## Material for this exercise
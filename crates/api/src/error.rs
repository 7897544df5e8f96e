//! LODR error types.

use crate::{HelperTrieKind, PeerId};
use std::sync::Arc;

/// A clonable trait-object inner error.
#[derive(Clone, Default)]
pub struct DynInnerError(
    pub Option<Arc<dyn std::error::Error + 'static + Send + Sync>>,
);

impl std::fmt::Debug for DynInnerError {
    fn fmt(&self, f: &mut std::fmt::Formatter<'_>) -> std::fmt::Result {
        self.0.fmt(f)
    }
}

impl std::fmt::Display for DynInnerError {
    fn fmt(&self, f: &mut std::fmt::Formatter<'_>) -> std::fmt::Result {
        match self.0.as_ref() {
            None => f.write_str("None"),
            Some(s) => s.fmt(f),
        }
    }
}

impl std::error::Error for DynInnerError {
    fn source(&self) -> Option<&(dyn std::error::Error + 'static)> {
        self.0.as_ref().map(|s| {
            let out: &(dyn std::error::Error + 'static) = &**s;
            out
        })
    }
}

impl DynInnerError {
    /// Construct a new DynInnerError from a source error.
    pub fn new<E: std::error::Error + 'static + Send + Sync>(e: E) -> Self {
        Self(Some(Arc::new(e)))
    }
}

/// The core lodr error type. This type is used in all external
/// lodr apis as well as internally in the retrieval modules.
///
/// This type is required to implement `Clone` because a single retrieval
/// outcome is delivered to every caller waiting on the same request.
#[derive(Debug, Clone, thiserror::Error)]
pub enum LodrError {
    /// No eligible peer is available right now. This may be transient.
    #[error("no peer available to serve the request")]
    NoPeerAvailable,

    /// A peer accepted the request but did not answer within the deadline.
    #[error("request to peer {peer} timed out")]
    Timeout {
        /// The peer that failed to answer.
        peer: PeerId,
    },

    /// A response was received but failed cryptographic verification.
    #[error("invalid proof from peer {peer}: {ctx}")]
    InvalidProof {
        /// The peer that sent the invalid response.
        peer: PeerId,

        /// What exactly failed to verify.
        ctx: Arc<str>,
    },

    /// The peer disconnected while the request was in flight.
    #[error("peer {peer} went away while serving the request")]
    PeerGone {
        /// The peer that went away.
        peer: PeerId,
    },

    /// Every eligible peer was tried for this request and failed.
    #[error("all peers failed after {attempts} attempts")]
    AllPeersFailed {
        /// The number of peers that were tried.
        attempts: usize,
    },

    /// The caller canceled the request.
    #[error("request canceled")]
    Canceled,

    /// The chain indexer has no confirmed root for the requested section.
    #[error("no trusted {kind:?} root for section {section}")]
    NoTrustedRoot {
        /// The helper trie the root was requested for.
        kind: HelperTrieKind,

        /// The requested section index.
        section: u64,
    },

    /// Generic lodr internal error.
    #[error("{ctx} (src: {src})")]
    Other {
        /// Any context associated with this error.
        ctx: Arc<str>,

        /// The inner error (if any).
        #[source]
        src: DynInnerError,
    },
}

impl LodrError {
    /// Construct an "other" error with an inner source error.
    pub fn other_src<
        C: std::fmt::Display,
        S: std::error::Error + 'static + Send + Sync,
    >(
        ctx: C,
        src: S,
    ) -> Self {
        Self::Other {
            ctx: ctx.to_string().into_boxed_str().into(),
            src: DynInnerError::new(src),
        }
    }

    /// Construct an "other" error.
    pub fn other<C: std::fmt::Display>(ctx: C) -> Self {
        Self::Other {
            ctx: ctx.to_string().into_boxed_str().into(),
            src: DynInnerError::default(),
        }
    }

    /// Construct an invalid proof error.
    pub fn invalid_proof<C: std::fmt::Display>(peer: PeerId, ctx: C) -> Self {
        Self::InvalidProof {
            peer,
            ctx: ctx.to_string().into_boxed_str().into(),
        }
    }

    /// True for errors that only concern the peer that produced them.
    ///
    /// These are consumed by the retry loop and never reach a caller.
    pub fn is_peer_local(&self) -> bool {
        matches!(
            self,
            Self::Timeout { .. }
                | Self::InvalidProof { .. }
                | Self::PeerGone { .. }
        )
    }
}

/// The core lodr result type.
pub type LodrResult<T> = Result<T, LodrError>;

## Aim of the exercise
Tell how many lines in the entries contain the string "retrieval", and give nothing beyond the number.

## Solution for this problem
2